Scroll down through the handpicked selection below, upvote your favorite facts as you go and be sure to check out more weird facts that might give you a fresh perspective and interesting facts about practically everything you might not have known.

It’s no secret that all facts we find on social media have to be taken carefully. You see, with so much false information and fake news spread around online, it becomes increasingly difficult to tell facts from fiction. But in order to find out how to do just that, we spoke with Daniel Markuson, the cybersecurity expert at NordVPN, a while ago. He happily shared some insights into the topic, and they may help to train your eye to make sure you get legit information from the internet.

Daniel explained that there is no foolproof method to separate truth from misinformation. However, a general rule of thumb is to check the source’s credibility. “This particularly applies to social media platforms because they are optimized to increase engagement and lack appropriate gatekeeping features that filter out misinformation.”

“It is also important to weigh the claims against other sources. If a publication makes monumental claims that are exclusive to that platform, do not take them at face value,” he added.

In order to determine, you may want to look for some red flags. Daniel argues that unreliable news sources impersonate well-known ones by misspelling their names in the URL. “Similarly, they might use unconventional domain extensions instead of the usual '.com' or '.org.' In general, make sure that your news comes from established, well-known sources. These types of outlets get information directly from primary sources and must uphold their reputation.”

If you’re still not sure, Daniel suggests looking into the author, researching them, and making sure their credibility is up to par. “It is also important to weigh our own perception and not let our biases skew our understanding of events. Seek out differing opinions and try not to associate facts with ideological dogma.”

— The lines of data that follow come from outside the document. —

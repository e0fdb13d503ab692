//! Mapping entity representing a short → long URL association.

/// Pseudonymous caller identity carried in the user token.
pub type UserId = u32;

/// A stored short URL mapping.
///
/// `short` is never reassigned once stored, even after the mapping is
/// soft-deleted.
#[derive(Debug, Clone, PartialEq, Eq)]
pub struct Mapping {
    pub short: String,
    pub long: String,
    pub owner: UserId,
    pub deleted: bool,
}

impl Mapping {
    /// Creates a new active mapping.
    pub fn new(short: impl Into<String>, long: impl Into<String>, owner: UserId) -> Self {
        Self {
            short: short.into(),
            long: long.into(),
            owner,
            deleted: false,
        }
    }

    /// Returns the lookup view of this mapping.
    pub fn to_stored(&self) -> StoredUrl {
        StoredUrl {
            long_url: self.long.clone(),
            deleted: self.deleted,
        }
    }
}

/// Result of resolving a short code.
///
/// The deleted flag is kept so callers can tell "gone" from "never existed".
#[derive(Debug, Clone, PartialEq, Eq)]
pub struct StoredUrl {
    pub long_url: String,
    pub deleted: bool,
}

impl StoredUrl {
    /// Returns true if the mapping has been soft-deleted.
    pub fn is_deleted(&self) -> bool {
        self.deleted
    }
}

/// One item of a batch insert.
#[derive(Debug, Clone, PartialEq, Eq)]
pub struct NewMapping {
    pub short: String,
    pub long: String,
}

impl NewMapping {
    pub fn new(short: impl Into<String>, long: impl Into<String>) -> Self {
        Self {
            short: short.into(),
            long: long.into(),
        }
    }
}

Fake news has become so widespread due to factors that concern both the content of the messages and the technological foundation of platforms on which the news is proliferated, Daniel told us previously. He explained: “Fake news is usually related to current affairs and makes remarkable, emotion-inducing claims. This, combined with the fact that social media platforms collect data on what kind of posts users spend the most time on and feed them content with similar characteristics, provides the perfect conditions for the spread of misinformation.”